Matal v. Tam
Following is the case brief for Matal v. Tam, 137 S. Ct. 1744 (2017)
Case Summary of Matal v. Tam:
- Simon Tam and his band, “The Slants,” tried to register the band’s name with the Patent and Trademark Office (PTO).
- The PTO denied the registration, finding that the band name was disparaging to Asians in violation of the Disparagement Clause of the Lanham Act.
- The full Court of Appeals for the Federal Circuit held that the Disparagement Clause violated the First Amendment.
- The U.S. Supreme Court agreed, holding that allowing a trademark does not change private speech into government speech. Thus, the Lanham Act’s Disparagement Clause is unconstitutional under the First Amendment.
Matal v. Tam Case Brief
Statement of the Facts:
Simon Tam and his rock band (all of whom are of Asian descent) chose the name “The Slants” in order to take ownership of the term and negate its power as derogatory slang for Asians. When Tam tried to register the name, however, the Patent and Trademark Office (PTO) denied registration under the Lanham Act’s Disparagement Clause. That Clause prohibits trademarks that may “disparage . . . or bring . . . into contemp[t] or disrepute” any “persons, living or dead.”
- Tam appealed the decision administratively, and the PTO stood by its initial decision.
- The Court of Appeals for the Federal Circuit, sitting en banc, held that the Disparagement Clause was unconstitutional as violating the First Amendment’s Free Speech Clause.
- The U.S. Supreme Court granted certiorari.
Issue and Holding:
Does the Lanham Act’s Disparagement Clause violate free speech under the First Amendment? Yes.
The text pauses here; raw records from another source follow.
//! Shared test fixtures and helpers.

#![allow(dead_code)]

use std::collections::{HashMap, HashSet, VecDeque};
use std::path::Path;
use std::sync::{Arc, Mutex};
use tempfile::TempDir;

use mailsift::ai::prompts::PromptSet;
use mailsift::ai::{AiContext, AiGateway, Generate, RetryPolicy};
use mailsift::config::{PipelineConfig, SiftConfig};
use mailsift::resolve::DataPaths;
use mailsift::source::MailboxSource;
use mailsift::types::{Direction, Message, SentTime};
use mailsift::util::Pacer;

/// Create a temporary data directory.
pub fn temp_data_dir() -> (TempDir, DataPaths) {
    let tmp = TempDir::new().expect("failed to create temp dir");
    let paths = DataPaths::new(tmp.path());
    (tmp, paths)
}

/// Create a minimal .mailsift.toml for testing.
pub fn write_config_toml(dir: &Path, user: &str) {
    let content = format!(
        r#"[mailbox]
provider = "gmail"
user = "{user}"
password = "testpassword"

[ai]
api_key = "test-key"

[pipeline]
retry_base_delay_ms = 0
rate_limit_delay_ms = 0
"#,
        user = user,
    );
    std::fs::write(dir.join(".mailsift.toml"), content).unwrap();
}

/// Defaults with every delay removed.
pub fn test_config() -> SiftConfig {
    let mut config = SiftConfig::default();
    config.pipeline.retry_base_delay_ms = 0;
    config.pipeline.rate_limit_delay_ms = 0;
    config
}

/// Run `f` with an AI context over `gateway` and `pipeline`.
pub fn with_ctx<R>(gateway: &AiGateway, pipeline: &PipelineConfig, f: impl FnOnce(AiContext) -> R) -> R {
    let prompts = PromptSet::default();
    let pacer = Pacer::new(pipeline.rate_limit_delay());
    f(AiContext {
        gateway,
        prompts: &prompts,
        config: pipeline,
        pacer: &pacer,
    })
}

pub fn received(id: &str, sender: &str, subject: &str, body: &str) -> Message {
    Message {
        id: id.to_string(),
        direction: Direction::Received,
        sender: Some(sender.to_string()),
        recipients: vec!["me@example.com".to_string()],
        cc: vec![],
        subject: subject.to_string(),
        body: body.to_string(),
        sent_time: None,
        score: None,
        summary: None,
    }
}

pub fn sent(id: &str, recipients: &[&str], subject: &str, body: &str) -> Message {
    Message {
        id: id.to_string(),
        direction: Direction::Sent,
        sender: Some("me@example.com".to_string()),
        recipients: recipients.iter().map(|r| r.to_string()).collect(),
        cc: vec![],
        subject: subject.to_string(),
        body: body.to_string(),
        sent_time: None,
        score: None,
        summary: None,
    }
}

pub fn at(mut msg: Message, rfc3339: &str) -> Message {
    msg.sent_time = SentTime::from_header(rfc3339);
    msg
}

// ---------------------------------------------------------------------------
// Scripted AI backend
// ---------------------------------------------------------------------------

/// Which prompt a call carried, recognised from its response format.
#[derive(Debug, Clone, Copy, PartialEq, Eq, Hash)]
pub enum Call {
    Classify,
    Summary,
    Conversation,
    HistoryCreate,
    HistoryUpdate,
    StyleCreate,
    StyleUpdate,
}

pub fn call_kind(prompt: &str) -> Call {
    if prompt.contains("\"score\"") {
        Call::Classify
    } else if prompt.contains("\"is_conversation\"") {
        Call::Conversation
    } else if prompt.contains("\"general_summary\"") {
        if prompt.contains("Previous summary:") {
            Call::HistoryUpdate
        } else {
            Call::HistoryCreate
        }
    } else if prompt.contains("\"style_profile\"") {
        if prompt.contains("Previous style description:") {
            Call::StyleUpdate
        } else {
            Call::StyleCreate
        }
    } else {
        Call::Summary
    }
}

#[derive(Debug, Clone)]
enum Reply {
    Text(String),
    Fail(String),
}

#[derive(Default)]
struct Script {
    queued: HashMap<Call, VecDeque<Reply>>,
    fallback: HashMap<Call, Reply>,
    log: Vec<(Call, String)>,
}

/// A `Generate` backend answering from per-call-kind scripts. Clones share
/// the script, so a test keeps one handle after giving another away.
#[derive(Clone, Default)]
pub struct ScriptedAi(Arc<Mutex<Script>>);

impl ScriptedAi {
    pub fn new() -> Self {
        Self::default()
    }

    /// Answer the next `call` with `text`.
    pub fn reply(&self, call: Call, text: &str) -> &Self {
        let mut s = self.0.lock().unwrap();
        s.queued
            .entry(call)
            .or_default()
            .push_back(Reply::Text(text.to_string()));
        self
    }

    /// Fail the next `times` attempts of `call`.
    pub fn fail(&self, call: Call, times: usize) -> &Self {
        let mut s = self.0.lock().unwrap();
        let q = s.queued.entry(call).or_default();
        for _ in 0..times {
            q.push_back(Reply::Fail("503 model overloaded".to_string()));
        }
        self
    }

    /// Answer every otherwise unscripted `call` with `text`.
    pub fn always(&self, call: Call, text: &str) -> &Self {
        let mut s = self.0.lock().unwrap();
        s.fallback.insert(call, Reply::Text(text.to_string()));
        self
    }

    /// Call kinds in the order they arrived, one per attempt.
    pub fn calls(&self) -> Vec<Call> {
        self.0.lock().unwrap().log.iter().map(|(c, _)| *c).collect()
    }

    pub fn count(&self, call: Call) -> usize {
        self.calls().into_iter().filter(|c| *c == call).count()
    }

    pub fn prompts(&self, call: Call) -> Vec<String> {
        self.0
            .lock()
            .unwrap()
            .log
            .iter()
            .filter(|(c, _)| *c == call)
            .map(|(_, p)| p.clone())
            .collect()
    }

    /// A gateway over this script retrying three times without delay.
    pub fn gateway(&self) -> AiGateway {
        AiGateway::new(self.clone(), RetryPolicy::immediate(3))
    }
}

impl Generate for ScriptedAi {
    fn generate(&self, prompt: &str, _expects_json: bool) -> anyhow::Result<String> {
        let call = call_kind(prompt);
        let mut s = self.0.lock().unwrap();
        s.log.push((call, prompt.to_string()));
        let queued = s.queued.get_mut(&call).and_then(VecDeque::pop_front);
        let reply = queued.or_else(|| s.fallback.get(&call).cloned());
        match reply {
            Some(Reply::Text(text)) => Ok(text),
            Some(Reply::Fail(reason)) => anyhow::bail!(reason),
            None => anyhow::bail!("no scripted reply for {:?}", call),
        }
    }
}

// ---------------------------------------------------------------------------
// In-memory mailbox
// ---------------------------------------------------------------------------

/// Inbox and sent folder held in memory; commit marks inbox messages read.
#[derive(Default)]
pub struct MemoryMailbox {
    pub inbox: Vec<Message>,
    pub sent: Vec<Message>,
    pub seen: HashSet<String>,
    pub fail_sent_fetch: bool,
}

impl MemoryMailbox {
    pub fn new(inbox: Vec<Message>, sent: Vec<Message>) -> Self {
        Self {
            inbox,
            sent,
            ..Default::default()
        }
    }
}

impl MailboxSource for MemoryMailbox {
    fn fetch_unread(&mut self) -> anyhow::Result<Vec<Message>> {
        Ok(self
            .inbox
            .iter()
            .filter(|m| !self.seen.contains(&m.id))
            .cloned()
            .collect())
    }

    fn fetch_all(&mut self, _folder: &str, direction: Direction, known: &HashSet<String>) -> anyhow::Result<Vec<Message>> {
        if self.fail_sent_fetch {
            anyhow::bail!("folder not found");
        }
        Ok(self
            .sent
            .iter()
            .filter(|m| !known.contains(&m.id))
            .cloned()
            .map(|mut m| {
                m.direction = direction;
                m
            })
            .collect())
    }

    fn commit(&mut self, msg: &Message) -> anyhow::Result<()> {
        self.seen.insert(msg.id.clone());
        Ok(())
    }
}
The decision of the Court of Appeals for the Federal Circuit is affirmed.
Rule of Law or Legal Principle Applied:
A trademark cannot be denied because it disparages a person or group of people because such denial violates freedom of speech under the First Amendment.
The Court’s judgment to affirm was unanimous, but a majority of the justices could only agree to the following reasoning:
First, the Disparagement Clause applies to members of a racial or ethnic group. While Tam argues that it only applies to natural persons, the Court finds that the plain language of the Disparagement Clause applies to groups of people.
Second, trademarks are private speech, not government speech. The Court noted that if trademark registration transforms private speech into government speech, then the government is “babbling prodigiously and incoherently.”
Third, by denying trademarks that allegedly disparage groups of people, the Disparagement Clause is viewpoint discrimination. Speech is still protected even if it is offensive. Offensive speech is a viewpoint. Therefore, denying offensive speech is denying a particular viewpoint.
Writing for a plurality, Justice Alito added that the government’s attempts to save the Disparagement Clause under the “subsidized-speech cases” or the “government-program” doctrine are not persuasive, as viewpoint discrimination is still forbidden in those contexts. Further, there is no need to resolve the question of whether a standard less than strict scrutiny is required here.
Concurring and Dissenting Opinions:
Concurring Opinion (Kennedy):
The government argues that the Disparagement Clause is viewpoint neutral. That, however, is unpersuasive. By “mandating positivity,” the law has the ability to censor dissent and “distort the marketplace of ideas.” The problem with the viewpoint discrimination here is that the government is taking certain ideas out of the broad debate. Further, even if the trademark here is viewed as “commercial speech,” it is still protected from viewpoint discrimination. In sum, free and open discussion safeguards against too much offensive speech. The government should not be the arbiter of what should be, or not be, included in our social debate.
Concurring Opinion (Thomas):
Strict scrutiny should be applied here regardless of whether the speech is private or commercial. Even under a less stringent standard, the Disparagement Clause is unconstitutional.
Matal v. Tam is a landmark decision because it struck down part of a 1946 law, finding that racially offensive trademarks, like the “The Slants” or the football team name “The Redskins,” enjoy full freedom of speech protection under the First Amendment. Accordingly, the government cannot deny such trademarks.